Slow Cooker Creamy Pumpkin Vanilla Butter
Author: 
Recipe type: Condiment
Cuisine: American
Prep time: 
Cook time: 
Total time: 
 
This makes about 4 cups. Per 2 tablespoons, this is 0 Freestyle Points. For 4 Tablespoons, it is 1 Freestyle Point.  Enjoy on 2 Ingredient Dough Bagels, stirred into oatmeal, or instead of jelly on a PB&J sandwich.
Ingredients
  • 2 Cans (12 oz)  of Canned Pumpkin (Not pie filling)
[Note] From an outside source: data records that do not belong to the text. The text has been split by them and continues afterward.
//! Data collaborators: where timeline data comes from and where patches go.

pub mod csv_export;
pub mod dataset;
pub mod demo;
pub mod store;

pub use csv_export::export_utilization_csv;
pub use dataset::{AssignmentRecord, Dataset, EmployeeRecord, ProjectRecord};
pub use store::JsonFileStore;

use crate::error::SourceError;
use crate::model::{AssignmentId, TimelineData, TimelineQuery};
use crate::timeline::AssignmentPatch;

/// Supplies the employees, assignments and calendar facts for one window.
pub trait TimelineSource {
    fn fetch_timeline(&self, query: &TimelineQuery) -> Result<TimelineData, SourceError>;
}

/// Executes assignment patches emitted by the gesture controllers.
pub trait AssignmentMutator {
    fn patch_assignment(&mut self, id: AssignmentId, patch: &AssignmentPatch) -> Result<(), SourceError>;
}
use egui::style::WidgetVisuals;
use egui::{Color32, FontId, Rounding, Stroke, Visuals};

use staff_timeline::model::ProjectColor;
use staff_timeline::timeline::Severity;

// Palette: slate background with a teal accent

pub const BG_DARK: Color32 = Color32::from_rgb(21, 24, 30);
pub const BG_PANEL: Color32 = Color32::from_rgb(27, 31, 38);
pub const BG_HEADER: Color32 = Color32::from_rgb(33, 38, 47);
pub const BG_ROW_ODD: Color32 = Color32::from_rgb(24, 28, 35);
pub const BG_INPUT: Color32 = Color32::from_rgb(17, 20, 25);
pub const BG_WEEKEND: Color32 = Color32::from_rgba_premultiplied(0, 0, 0, 40);
pub const BG_HOLIDAY: Color32 = Color32::from_rgba_premultiplied(60, 20, 20, 60);
pub const BG_DROP_TARGET: Color32 = Color32::from_rgba_premultiplied(30, 80, 90, 70);

pub const BORDER_SUBTLE: Color32 = Color32::from_rgb(46, 53, 64);
pub const GRID_LINE: Color32 = Color32::from_rgb(40, 46, 56);

pub const TEXT_PRIMARY: Color32 = Color32::from_rgb(226, 231, 238);
pub const TEXT_SECONDARY: Color32 = Color32::from_rgb(150, 160, 174);
pub const TEXT_DIM: Color32 = Color32::from_rgb(98, 107, 120);
pub const TEXT_ON_BAR: Color32 = Color32::WHITE;
pub const TEXT_ON_BAR_DARK: Color32 = BG_DARK;

pub const ACCENT: Color32 = Color32::from_rgb(56, 178, 172);
pub const TODAY_LINE: Color32 = Color32::from_rgb(236, 84, 84);
pub const HANDLE_COLOR: Color32 = Color32::WHITE;
pub const ERROR: Color32 = Color32::from_rgb(240, 95, 95);

pub const UTIL_NONE: Color32 = TEXT_DIM;
pub const UTIL_NORMAL: Color32 = Color32::from_rgb(72, 187, 120);
pub const UTIL_HIGH: Color32 = Color32::from_rgb(236, 201, 75);
pub const UTIL_CRITICAL: Color32 = Color32::from_rgb(240, 75, 75);

pub const HEADER_HEIGHT: f32 = 44.0;
pub const NAME_COLUMN_WIDTH: f32 = 250.0;
pub const HANDLE_WIDTH: f32 = 7.0;
pub const BAR_ROUNDING: f32 = 4.0;
pub const STATUS_BAR_HEIGHT: f32 = 24.0;

const WIDGET_ROUNDING: f32 = 3.0;

pub fn font_header() -> FontId {
    FontId::proportional(12.0)
}

pub fn font_sub() -> FontId {
    FontId::proportional(10.5)
}

pub fn font_bar() -> FontId {
    FontId::proportional(11.5)
}

pub fn font_small() -> FontId {
    FontId::proportional(9.5)
}

pub fn font_menu() -> FontId {
    FontId::proportional(13.0)
}

pub fn project_color(color: ProjectColor) -> Color32 {
    Color32::from_rgb(color.r, color.g, color.b)
}

/// Readable text colour on top of a project's bar.
pub fn text_on(color: ProjectColor) -> Color32 {
    if color.wants_dark_text() {
        TEXT_ON_BAR_DARK
    } else {
        TEXT_ON_BAR
    }
}

pub fn severity_color(severity: Severity) -> Color32 {
    match severity {
        Severity::None => UTIL_NONE,
        Severity::Normal => UTIL_NORMAL,
        Severity::High => UTIL_HIGH,
        Severity::Critical => UTIL_CRITICAL,
    }
}

fn restyle(widget: &mut WidgetVisuals, fill: Color32, border: Color32, text: Stroke) {
    widget.bg_fill = fill;
    widget.weak_bg_fill = fill;
    widget.bg_stroke = Stroke::new(1.0, border);
    widget.fg_stroke = text;
    widget.rounding = Rounding::same(WIDGET_ROUNDING);
}

pub fn apply_theme(ctx: &egui::Context) {
    let mut visuals = Visuals {
        override_text_color: Some(TEXT_PRIMARY),
        panel_fill: BG_PANEL,
        window_fill: BG_PANEL,
        extreme_bg_color: BG_INPUT,
        window_rounding: Rounding::same(6.0),
        window_stroke: Stroke::new(1.0, BORDER_SUBTLE),
        striped: false,
        ..Visuals::dark()
    };

    let w = &mut visuals.widgets;
    restyle(&mut w.noninteractive, BG_PANEL, BORDER_SUBTLE, Stroke::new(1.0, TEXT_SECONDARY));
    restyle(&mut w.inactive, Color32::from_rgb(38, 44, 54), BORDER_SUBTLE, Stroke::new(1.0, TEXT_PRIMARY));
    restyle(&mut w.hovered, Color32::from_rgb(47, 55, 67), ACCENT, Stroke::new(1.0, TEXT_PRIMARY));
    restyle(&mut w.active, Color32::from_rgb(56, 65, 78), ACCENT, Stroke::new(2.0, Color32::WHITE));
    restyle(&mut w.open, Color32::from_rgb(47, 55, 67), BORDER_SUBTLE, Stroke::new(1.0, TEXT_PRIMARY));

    visuals.selection.bg_fill = ACCENT.gamma_multiply(0.35);
    visuals.selection.stroke = Stroke::new(1.0, ACCENT);

    ctx.set_visuals(visuals);
    ctx.style_mut(|style| {
        style.spacing.item_spacing = egui::vec2(6.0, 4.0);
        style.spacing.button_padding = egui::vec2(7.0, 3.0);
    });
}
  • ½ Cup of Apple Cider**
  • ⅔ Cup of Splenda
  • ¼ Cup of Truvia Brown Sugar Blend
  • 2 Teaspoons of Pumpkin Pie Spice
  • 1.5 Teaspoons of Pure Vanilla Extract
  • Pinch Salt
  • 4 Tight Fitting Lidded Jars or Mason Jars
  • **If you can't find Apple Cider in your area, since it can be a seasonal item, try these Powdered Apple Cider packets.
Instructions
  1. Pour everything into your slow cooker. Cover and cook on high for 2-3 hour, stirring 2x per hour.
  2. When it is thickened to how you like it, spoon into jars and store refrigerated for 1 month.
  3. This makes about 4 cups. Per 2 tablespoons, this is 0 Freestyle Points. For 4 Tablespoons, it is 1 Freestyle Point.  Enjoy on 2 Ingredient Dough Bagels, stirred into oatmeal, or instead of jelly on a PB&J sandwich.